Thanks to her court wizard, who looks a lot like old British
kids’ TV magician Ali Bongo, Gedren is aware they are coming. She decides to
thwart them by creating a storm that forces them into a cave, the home of The
Machine. No, not some WWE wrestler, but a large metal sea serpent that lives in
a pool, down a flight of stone stairs right at the back of the cave. So putting
aside the idea that Gedren just used the Talisman to level an entire city and
could presumably have unleashed enough climate-related whupass to kill them out
in the open, her plan is to get them into one specific cave, hope they decide to
explore it far enough to find The Machine’s chamber, and that one of them will
steal the large pearl that triggers the water level to rise high enough for The
Machine to work? Did George W. Bush come up with this plan or something? And
exactly how does Gedren normally entice people into the cave when she hasn’t
got a storm-creating Talisman to do it for her? Anyway, Kalidor shows up again,
rather astonishingly realising that The Machine is a, well, a machine and
finding an unlikely way to defeat it.
While resting up later (and after Gedren has thoughtfully
turned the storm off) Kalidor reveals that his line are the owners of The
Talisman, but gave it to the priestesses because of the whole thing about how
only chicks can touch it. Kalidor and Sonja clearly have the hots for each
other, but she won’t have sex with anyone who can’t defeat her in battle
first. The pair fight each other to an exhausted standstill, but there is no
clear winner - hey, didn’t the Goddess say that Sonja would have no equal? Who
does this guy think he is, Conan or something?

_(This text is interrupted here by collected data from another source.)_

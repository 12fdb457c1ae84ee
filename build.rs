use std::env;

fn main() {
    // Build-time defaults for StoreConfig::default()
    // Both values are parsed at runtime; malformed values fall back to the defaults.

    // Magic byte written by validate() (decimal or 0x-prefixed hex)
    if let Ok(magic) = env::var("EEPROM_MAGIC") {
        println!("cargo:rustc-env=EEPROM_MAGIC={}", magic);
        println!("cargo:warning=Using EEPROM_MAGIC from environment: {}", magic);
    } else {
        println!("cargo:rustc-env=EEPROM_MAGIC=0x7e");
    }

    // Largest block size the target's EEPROM supports
    if let Ok(max_size) = env::var("EEPROM_MAX_SIZE") {
        println!("cargo:rustc-env=EEPROM_MAX_SIZE={}", max_size);
        println!(
            "cargo:warning=Using EEPROM_MAX_SIZE from environment: {}",
            max_size
        );
    } else {
        println!("cargo:rustc-env=EEPROM_MAX_SIZE=4096");
    }

    println!("cargo:rerun-if-env-changed=EEPROM_MAGIC");
    println!("cargo:rerun-if-env-changed=EEPROM_MAX_SIZE");
}
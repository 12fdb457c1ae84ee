//! Mock EEPROM implementation for testing
//!
//! Provides in-memory EEPROM simulation for unit and integration tests.

use crate::platform::{error::DeviceError, traits::EepromInterface, Result};

/// Mock EEPROM implementation
///
/// Simulates a byte-addressable EEPROM of `N` bytes in memory. Supports:
/// - Read/write/begin/commit operations
/// - Fresh-media fill pattern (0x00 for AVR EEPROM, 0xFF for erased flash)
/// - Corruption injection for testing error handling
/// - Write and commit counting
/// - Power-loss simulation (writes silently dropped after a threshold)
///
/// # Example
///
/// ```
/// use eeprom_layout::platform::mock::MockEeprom;
/// use eeprom_layout::platform::traits::EepromInterface;
///
/// let mut eeprom = MockEeprom::<64>::new();
/// eeprom.begin(64).unwrap();
///
/// eeprom.write(0, 0x7e).unwrap();
/// assert_eq!(eeprom.read(0).unwrap(), 0x7e);
/// assert_eq!(eeprom.write_count(), 1);
/// ```
#[derive(Debug, Clone)]
pub struct MockEeprom<const N: usize> {
    /// Backing storage
    storage: [u8; N],
    /// Size configured by `begin` (defaults to the full capacity)
    size: usize,
    /// Number of accepted single-byte writes
    writes: usize,
    /// Number of commits
    commits: usize,
    /// Number of begin calls
    begins: usize,
    /// Writes remaining before simulated power loss
    power_budget: Option<usize>,
}

impl<const N: usize> MockEeprom<N> {
    /// Create a mock with every byte cleared to zero (fresh AVR EEPROM)
    pub fn new() -> Self {
        Self::with_fill(0x00)
    }

    /// Create a mock with every byte set to `fill`
    pub fn with_fill(fill: u8) -> Self {
        Self {
            storage: [fill; N],
            size: N,
            writes: 0,
            commits: 0,
            begins: 0,
            power_budget: None,
        }
    }

    /// Get contents of the configured region (for test verification)
    pub fn contents(&self) -> &[u8] {
        &self.storage[..self.size]
    }

    /// Get a slice of the contents (for test verification)
    pub fn get_contents(&self, offset: usize, len: usize) -> &[u8] {
        &self.storage[offset..offset + len]
    }

    /// Overwrite a byte directly, bypassing counters and power-loss simulation
    pub fn poke(&mut self, offset: usize, value: u8) {
        self.storage[offset] = value;
    }

    /// Inject corruption at offset (for testing error recovery)
    ///
    /// XORs each byte with 0xAA so the region always changes.
    pub fn inject_corruption(&mut self, offset: usize, len: usize) {
        for byte in &mut self.storage[offset..offset + len] {
            *byte ^= 0xAA;
        }
    }

    /// Flip a single bit
    pub fn flip_bit(&mut self, offset: usize, bit: u8) {
        self.storage[offset] ^= 1 << (bit & 7);
    }

    /// Number of single-byte writes accepted so far
    pub fn write_count(&self) -> usize {
        self.writes
    }

    /// Number of commits so far
    pub fn commit_count(&self) -> usize {
        self.commits
    }

    /// Number of begin calls so far
    pub fn begin_count(&self) -> usize {
        self.begins
    }

    /// Size configured by the last `begin`
    pub fn configured_size(&self) -> usize {
        self.size
    }

    /// Simulate power loss after `writes` further writes
    ///
    /// Every write after the budget is used up reports success but leaves
    /// the storage untouched, like a supply dropping mid-update.
    pub fn simulate_power_loss_after(&mut self, writes: usize) {
        self.power_budget = Some(writes);
    }

    /// Restore power
    pub fn restore_power(&mut self) {
        self.power_budget = None;
    }
}

impl<const N: usize> Default for MockEeprom<N> {
    fn default() -> Self {
        Self::new()
    }
}

impl<const N: usize> EepromInterface for MockEeprom<N> {
    fn read(&mut self, offset: usize) -> Result<u8> {
        if offset >= self.size {
            return Err(DeviceError::OutOfBounds);
        }

        Ok(self.storage[offset])
    }

    fn write(&mut self, offset: usize, value: u8) -> Result<()> {
        if offset >= self.size {
            return Err(DeviceError::OutOfBounds);
        }

        match self.power_budget {
            Some(0) => return Ok(()),
            Some(ref mut remaining) => *remaining -= 1,
            None => {}
        }

        self.storage[offset] = value;
        self.writes += 1;

        Ok(())
    }

    fn begin(&mut self, size: usize) -> Result<()> {
        if size > N {
            return Err(DeviceError::CapacityExceeded);
        }

        self.size = size;
        self.begins += 1;

        Ok(())
    }

    fn commit(&mut self) -> Result<()> {
        self.commits += 1;
        Ok(())
    }

    fn capacity(&self) -> usize {
        N
    }
}

#[cfg(test)]
mod tests {
    use super::*;

    #[test]
    fn test_mock_eeprom_read_write() {
        let mut eeprom = MockEeprom::<64>::new();

        eeprom.write(10, 0x55).unwrap();

        assert_eq!(eeprom.read(10).unwrap(), 0x55);
        assert_eq!(eeprom.read(11).unwrap(), 0x00);
        assert_eq!(eeprom.write_count(), 1);
    }

    #[test]
    fn test_mock_eeprom_fill_pattern() {
        let eeprom = MockEeprom::<16>::with_fill(0xFF);
        assert!(eeprom.contents().iter().all(|&b| b == 0xFF));
    }

    #[test]
    fn test_mock_eeprom_begin_limits_access() {
        let mut eeprom = MockEeprom::<64>::new();
        eeprom.begin(32).unwrap();

        assert_eq!(eeprom.read(32), Err(DeviceError::OutOfBounds));
        assert_eq!(eeprom.write(40, 1), Err(DeviceError::OutOfBounds));
        assert_eq!(eeprom.contents().len(), 32);
        assert_eq!(eeprom.begin_count(), 1);
    }

    #[test]
    fn test_mock_eeprom_begin_beyond_capacity() {
        let mut eeprom = MockEeprom::<64>::new();

        assert_eq!(eeprom.begin(65), Err(DeviceError::CapacityExceeded));
        assert_eq!(eeprom.configured_size(), 64);
    }

    #[test]
    fn test_mock_eeprom_commit_count() {
        let mut eeprom = MockEeprom::<8>::new();

        eeprom.commit().unwrap();
        eeprom.commit().unwrap();

        assert_eq!(eeprom.commit_count(), 2);
    }

    #[test]
    fn test_mock_eeprom_power_loss() {
        let mut eeprom = MockEeprom::<16>::new();

        eeprom.simulate_power_loss_after(2);
        for offset in 0..4 {
            eeprom.write(offset, 0x55).unwrap();
        }

        // Only the first two writes landed
        assert_eq!(eeprom.get_contents(0, 4), &[0x55, 0x55, 0x00, 0x00]);
        assert_eq!(eeprom.write_count(), 2);

        eeprom.restore_power();
        eeprom.write(3, 0x55).unwrap();
        assert_eq!(eeprom.read(3).unwrap(), 0x55);
    }

    #[test]
    fn test_mock_eeprom_corruption() {
        let mut eeprom = MockEeprom::<8>::with_fill(0xAA);

        eeprom.inject_corruption(0, 2);
        eeprom.flip_bit(4, 0);

        assert_eq!(eeprom.get_contents(0, 2), &[0x00, 0x00]);
        assert_eq!(eeprom.read(4).unwrap(), 0xAB);
    }
}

The good guys finally make it to
the castle, where Sonja must fight it out with Gedren and destroy The Talisman -
which she eventually does by dropping it into a - which if you think about it is sort of the opposite of sealing it off
in darkness, supposedly the only way to destroy it. And Sonja and Kalidor decide
to forgo the whole ‘duel to the death’ thing and just get it on. Ahh, a
happy ending.
When Red Sonja was originally being proposed as a
movie, Schwarzenegger was supposed to reprise his role as Conan. Somewhere along
the way this idea was thankfully dropped, as if what they did to the character
in Conan The Destroyer wasn’t
bad enough. But Schwarzenegger was already on board, so he became Conan-Lite,
later renamed Kalidor. There’s no difference in his performance of course,
just the name, in fact in France the movie was actually released as Kalidor.

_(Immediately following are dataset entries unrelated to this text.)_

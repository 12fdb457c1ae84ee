//! Platform abstraction traits
//!
//! This module defines the traits that platform implementations must provide.

pub mod eeprom;

// Re-export trait interfaces
pub use eeprom::EepromInterface;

Danish former model Brigitte Nielsen in her first film role does a great job,
but only of making Arnie look like Olivier in comparison. It was nice to see
Sandahl Bergman again, but her performance here isn’t a patch on the one she
gave in Conan The Barbarian.
The
only decent actor in the thing is British character player Ronald Lacey, best
known as evil Gestapo officer Toht in Raiders Of The Lost Ark. Lacey hams
it up amusingly as Gedren’s number two Ikol, but he suffers an ignoble fate;
death at the hands of the annoying little bastard. Yes, Tae-Kwon Do expert Ernie
Reyes Jr. may have looked awesome wiping the jungle floor with The Rock in The
Rundown, and may also have been in bizarre kung fu-Motown flick The
Last Dragon, but that can’t excuse his fingers-on-blackboard grating
performance here. Still, it’s clear even back then he had some impressive
fighting skills, and gets the chance to show them off in this movie. In fact the
swordfighting choreography is one high point in a movie of lows.

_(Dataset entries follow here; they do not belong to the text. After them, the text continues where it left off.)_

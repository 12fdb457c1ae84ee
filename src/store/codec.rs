//! Field encoding and decoding
//!
//! Every field lives at a caller-supplied offset. Prefixed kinds reserve two
//! bytes for a little-endian `u16` payload length directly in front of the
//! payload:
//!
//! ```text
//! offset      offset+2
//! [len lo][len hi][payload ...]      boolean, bytes, text
//! [payload ...]                      raw
//! ```
//!
//! All operations return `StoreError::InvalidSize` without touching the
//! device while the store has `INVALID_SIZE` set. That is the only gate:
//! offsets are not checked against the block size, so a layout that
//! overruns the device fails with `StoreError::Device` instead.

use super::config::LENGTH_PREFIX_LEN;
use super::error::{Result, StoreError};
use super::manager::StoreManager;
use crate::logging::{log_debug, Logger};
use crate::platform::EepromInterface;

impl<D: EepromInterface, L: Logger> StoreManager<D, L> {
    /// Write a 2-byte little-endian length at `offset`
    pub fn write_length_prefix(&mut self, offset: usize, len: u16) -> Result<()> {
        self.ensure_size()?;

        let [lo, hi] = len.to_le_bytes();
        self.put(offset, lo)?;
        self.put(offset + 1, hi)
    }

    /// Read the 2-byte little-endian length at `offset`
    pub fn read_length_prefix(&mut self, offset: usize) -> Result<u16> {
        self.ensure_size()?;

        let lo = self.get(offset)?;
        let hi = self.get(offset + 1)?;
        Ok(u16::from_le_bytes([lo, hi]))
    }

    /// Store a boolean: prefix `1`, then `0` or `1` at `offset + 2`
    pub fn write_boolean(&mut self, offset: usize, value: bool) -> Result<()> {
        self.ensure_size()?;
        log_debug!(self, "eeprom: store boolean at {}", offset);

        self.write_length_prefix(offset, 1)?;
        self.put(offset + LENGTH_PREFIX_LEN, value as u8)
    }

    /// Restore a boolean
    ///
    /// # Errors
    ///
    /// Returns `StoreError::InvalidBooleanEncoding` if the stored byte is
    /// neither 0 nor 1.
    pub fn read_boolean(&mut self, offset: usize) -> Result<bool> {
        self.ensure_size()?;
        log_debug!(self, "eeprom: restore boolean from {}", offset);

        match self.get(offset + LENGTH_PREFIX_LEN)? {
            0 => Ok(false),
            1 => Ok(true),
            other => Err(StoreError::InvalidBooleanEncoding(other)),
        }
    }

    /// Store `data` verbatim at `offset`, without length prefix
    pub fn write_raw(&mut self, data: &[u8], offset: usize) -> Result<()> {
        self.ensure_size()?;
        log_debug!(self, "eeprom: store raw at {} len={}", offset, data.len());

        for (i, &byte) in data.iter().enumerate() {
            self.put(offset + i, byte)?;
        }
        Ok(())
    }

    /// Restore up to `len` raw bytes from `offset` into `buf`
    ///
    /// Reads `min(len, buf.len())` bytes; `buf.len()` is the field's
    /// maximum length. Returns the number of bytes read.
    pub fn read_raw(&mut self, offset: usize, len: usize, buf: &mut [u8]) -> Result<usize> {
        self.ensure_size()?;
        log_debug!(
            self,
            "eeprom: restore raw from {} len={} max={}",
            offset,
            len,
            buf.len()
        );

        let count = len.min(buf.len());
        for (i, slot) in buf[..count].iter_mut().enumerate() {
            *slot = self.get(offset + i)?;
        }
        Ok(count)
    }

    /// Store `data` with a length prefix at `offset`
    ///
    /// # Errors
    ///
    /// Returns `StoreError::FieldTooLong` if `data` does not fit a `u16` length.
    pub fn write_length_prefixed_bytes(&mut self, data: &[u8], offset: usize) -> Result<()> {
        self.ensure_size()?;
        let len = u16::try_from(data.len()).map_err(|_| StoreError::FieldTooLong)?;

        self.write_length_prefix(offset, len)?;
        for (i, &byte) in data.iter().enumerate() {
            self.put(offset + LENGTH_PREFIX_LEN + i, byte)?;
        }
        Ok(())
    }

    /// Restore the payload of a prefixed field into `buf`
    ///
    /// `len` is supplied by the caller, usually from
    /// [`read_length_prefix`](Self::read_length_prefix). Reads
    /// `min(len, buf.len())` bytes starting at `offset + 2`.
    pub fn read_length_prefixed_bytes(
        &mut self,
        offset: usize,
        len: usize,
        buf: &mut [u8],
    ) -> Result<usize> {
        self.read_raw(offset + LENGTH_PREFIX_LEN, len, buf)
    }

    /// Store text with a length prefix
    ///
    /// Leading and trailing whitespace is trimmed, then the text is cut to
    /// at most `max_len` bytes. The cut never splits a UTF-8 sequence, so
    /// ASCII text is stored with exactly `max_len` bytes.
    pub fn write_text(&mut self, text: &str, max_len: usize, offset: usize) -> Result<()> {
        self.ensure_size()?;

        let trimmed = text.trim();
        let end = floor_char_boundary(trimmed, max_len);
        self.write_length_prefixed_bytes(&trimmed.as_bytes()[..end], offset)
    }

    /// Restore text stored with [`write_text`](Self::write_text)
    ///
    /// Reads the prefix at `offset`, then `min(len, max_len)` payload bytes.
    ///
    /// # Errors
    ///
    /// Returns `StoreError::BufferTooSmall` if the payload exceeds `N` bytes
    /// and `StoreError::InvalidTextEncoding` if it is not valid UTF-8.
    pub fn read_text<const N: usize>(
        &mut self,
        offset: usize,
        max_len: usize,
    ) -> Result<heapless::String<N>> {
        self.ensure_size()?;

        let len = self.read_length_prefix(offset)? as usize;
        let count = len.min(max_len);
        if count > N {
            return Err(StoreError::BufferTooSmall);
        }

        let mut bytes = heapless::Vec::<u8, N>::new();
        for i in 0..count {
            let byte = self.get(offset + LENGTH_PREFIX_LEN + i)?;
            bytes.push(byte).map_err(|_| StoreError::BufferTooSmall)?;
        }

        let text = core::str::from_utf8(&bytes).map_err(|_| StoreError::InvalidTextEncoding)?;
        let mut out = heapless::String::<N>::new();
        out.push_str(text).map_err(|_| StoreError::BufferTooSmall)?;
        Ok(out)
    }
}

/// Largest index `<= max` that lies on a char boundary of `text`
fn floor_char_boundary(text: &str, max: usize) -> usize {
    if max >= text.len() {
        return text.len();
    }
    let mut end = max;
    while !text.is_char_boundary(end) {
        end -= 1;
    }
    end
}

#[cfg(test)]
mod tests {
    use super::*;
    use crate::platform::mock::MockEeprom;
    use crate::store::{StoreConfig, StoreStatus};

    fn store() -> StoreManager<MockEeprom<128>> {
        let config = StoreConfig::default().with_block_size(128).with_magic(0x7e);
        StoreManager::new(MockEeprom::new(), config)
    }

    #[test]
    fn test_length_prefix_is_little_endian() {
        let mut store = store();

        store.write_length_prefix(10, 0x0102).unwrap();

        assert_eq!(store.device().get_contents(10, 2), &[0x02, 0x01]);
        assert_eq!(store.read_length_prefix(10).unwrap(), 0x0102);
    }

    #[test]
    fn test_boolean_round_trip() {
        let mut store = store();

        store.write_boolean(5, true).unwrap();
        assert!(store.read_boolean(5).unwrap());
        assert_eq!(store.device().get_contents(5, 3), &[1, 0, 1]);

        store.write_boolean(5, false).unwrap();
        assert!(!store.read_boolean(5).unwrap());
        assert_eq!(store.read_length_prefix(5).unwrap(), 1);
    }

    #[test]
    fn test_boolean_rejects_corrupt_byte() {
        let mut store = store();

        store.write_boolean(5, true).unwrap();
        store.write_raw(&[2], 7).unwrap();

        assert_eq!(
            store.read_boolean(5),
            Err(StoreError::InvalidBooleanEncoding(2))
        );
    }

    #[test]
    fn test_raw_has_no_prefix() {
        let mut store = store();

        store.write_raw(&[0xde, 0xad, 0xbe, 0xef], 20).unwrap();
        assert_eq!(store.device().get_contents(20, 4), &[0xde, 0xad, 0xbe, 0xef]);

        let mut buf = [0u8; 4];
        assert_eq!(store.read_raw(20, 4, &mut buf).unwrap(), 4);
        assert_eq!(buf, [0xde, 0xad, 0xbe, 0xef]);
    }

    #[test]
    fn test_raw_read_clamps_to_buffer() {
        let mut store = store();
        store.write_raw(b"abcdef", 20).unwrap();

        let mut buf = [0u8; 3];
        assert_eq!(store.read_raw(20, 6, &mut buf).unwrap(), 3);
        assert_eq!(&buf, b"abc");
    }

    #[test]
    fn test_raw_read_zero_length_is_empty() {
        let mut store = store();

        let mut buf = [0xffu8; 4];
        assert_eq!(store.read_raw(20, 0, &mut buf).unwrap(), 0);
        assert_eq!(buf, [0xff; 4]);
    }

    #[test]
    fn test_length_prefixed_bytes_round_trip() {
        let mut store = store();
        let data = [0x00, 0x7f, 0x80, 0xff, 0x0a];

        store.write_length_prefixed_bytes(&data, 30).unwrap();

        let len = store.read_length_prefix(30).unwrap() as usize;
        assert_eq!(len, data.len());

        let mut buf = [0u8; 16];
        let count = store.read_length_prefixed_bytes(30, len, &mut buf).unwrap();
        assert_eq!(&buf[..count], &data);
    }

    #[test]
    fn test_length_prefixed_bytes_too_long() {
        let mut store = store();
        let data = [0u8; u16::MAX as usize + 1];

        assert_eq!(
            store.write_length_prefixed_bytes(&data, 30),
            Err(StoreError::FieldTooLong)
        );
        assert_eq!(store.device().write_count(), 0);
    }

    #[test]
    fn test_text_trimmed() {
        let mut store = store();

        store.write_text("  my-node \t\n", 32, 40).unwrap();

        assert_eq!(store.read_length_prefix(40).unwrap(), 7);
        let text = store.read_text::<32>(40, 32).unwrap();
        assert_eq!(text.as_str(), "my-node");
    }

    #[test]
    fn test_text_truncated_to_max_len() {
        let mut store = store();

        store.write_text("abcdefghijklmnop", 8, 40).unwrap();

        assert_eq!(store.read_length_prefix(40).unwrap(), 8);
        assert_eq!(store.read_text::<32>(40, 32).unwrap().as_str(), "abcdefgh");
        // Byte after the payload untouched
        assert_eq!(store.device().get_contents(50, 1), &[0]);
    }

    #[test]
    fn test_text_truncation_keeps_utf8_intact() {
        let mut store = store();

        // "é" is two bytes; a 4-byte cut would split the second one
        store.write_text("aéé", 4, 40).unwrap();

        assert_eq!(store.read_length_prefix(40).unwrap(), 3);
        assert_eq!(store.read_text::<8>(40, 8).unwrap().as_str(), "aé");
    }

    #[test]
    fn test_text_read_respects_max_len() {
        let mut store = store();
        store.write_text("abcdef", 32, 40).unwrap();

        assert_eq!(store.read_text::<32>(40, 3).unwrap().as_str(), "abc");
    }

    #[test]
    fn test_text_read_buffer_too_small() {
        let mut store = store();
        store.write_text("abcdef", 32, 40).unwrap();

        assert_eq!(store.read_text::<4>(40, 32), Err(StoreError::BufferTooSmall));
    }

    #[test]
    fn test_text_read_invalid_utf8() {
        let mut store = store();
        store.write_length_prefixed_bytes(&[0x66, 0xff, 0x66], 40).unwrap();

        assert_eq!(
            store.read_text::<8>(40, 8),
            Err(StoreError::InvalidTextEncoding)
        );
    }

    #[test]
    fn test_empty_text() {
        let mut store = store();
        store.write_text("   ", 32, 40).unwrap();

        assert_eq!(store.read_length_prefix(40).unwrap(), 0);
        assert!(store.read_text::<8>(40, 32).unwrap().is_empty());
    }

    #[test]
    fn test_writes_mark_modified() {
        let mut store = store();
        assert!(!store.status().contains(StoreStatus::MODIFIED));

        store.write_boolean(5, true).unwrap();
        assert!(store.status().contains(StoreStatus::MODIFIED));
    }

    #[test]
    fn test_no_offset_bounds_check() {
        let mut store = store();

        // Field overruns the 128-byte device: the device reports it
        let result = store.write_raw(&[1, 2, 3, 4], 126);
        assert!(matches!(result, Err(StoreError::Device(_))));
        // Bytes before the overrun were written
        assert_eq!(store.device().get_contents(126, 2), &[1, 2]);
    }

    #[test]
    fn test_size_gate_blocks_all_field_access() {
        let config = StoreConfig::default().with_block_size(0).with_magic(0x7e);
        let mut store = StoreManager::new(MockEeprom::<64>::new(), config);
        let mut buf = [0u8; 4];

        assert_eq!(store.write_length_prefix(5, 1), Err(StoreError::InvalidSize));
        assert_eq!(store.read_length_prefix(5), Err(StoreError::InvalidSize));
        assert_eq!(store.write_boolean(5, true), Err(StoreError::InvalidSize));
        assert_eq!(store.read_boolean(5), Err(StoreError::InvalidSize));
        assert_eq!(store.write_raw(b"ab", 5), Err(StoreError::InvalidSize));
        assert_eq!(store.read_raw(5, 2, &mut buf), Err(StoreError::InvalidSize));
        assert_eq!(
            store.write_length_prefixed_bytes(b"ab", 5),
            Err(StoreError::InvalidSize)
        );
        assert_eq!(
            store.read_length_prefixed_bytes(5, 2, &mut buf),
            Err(StoreError::InvalidSize)
        );
        assert_eq!(store.write_text("ab", 8, 5), Err(StoreError::InvalidSize));
        assert_eq!(store.read_text::<8>(5, 8), Err(StoreError::InvalidSize));

        assert_eq!(store.device().write_count(), 0);
        assert!(store.device().contents().iter().all(|&b| b == 0));
    }

    #[test]
    fn test_floor_char_boundary() {
        assert_eq!(floor_char_boundary("abc", 10), 3);
        assert_eq!(floor_char_boundary("abc", 2), 2);
        assert_eq!(floor_char_boundary("aé", 2), 1);
        assert_eq!(floor_char_boundary("", 0), 0);
    }
}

Apart from the obvious flaws of script, acting and some
half-baked production design, the main problem is that the whole thing feels so tired.
This really was the last gasp of the barbarian film, at least from a big-studio
perspective, and it’s a shame that it had to come from people (Schwarzenegger,
Dino De Laurentiis) who starting the ball rolling in the first place.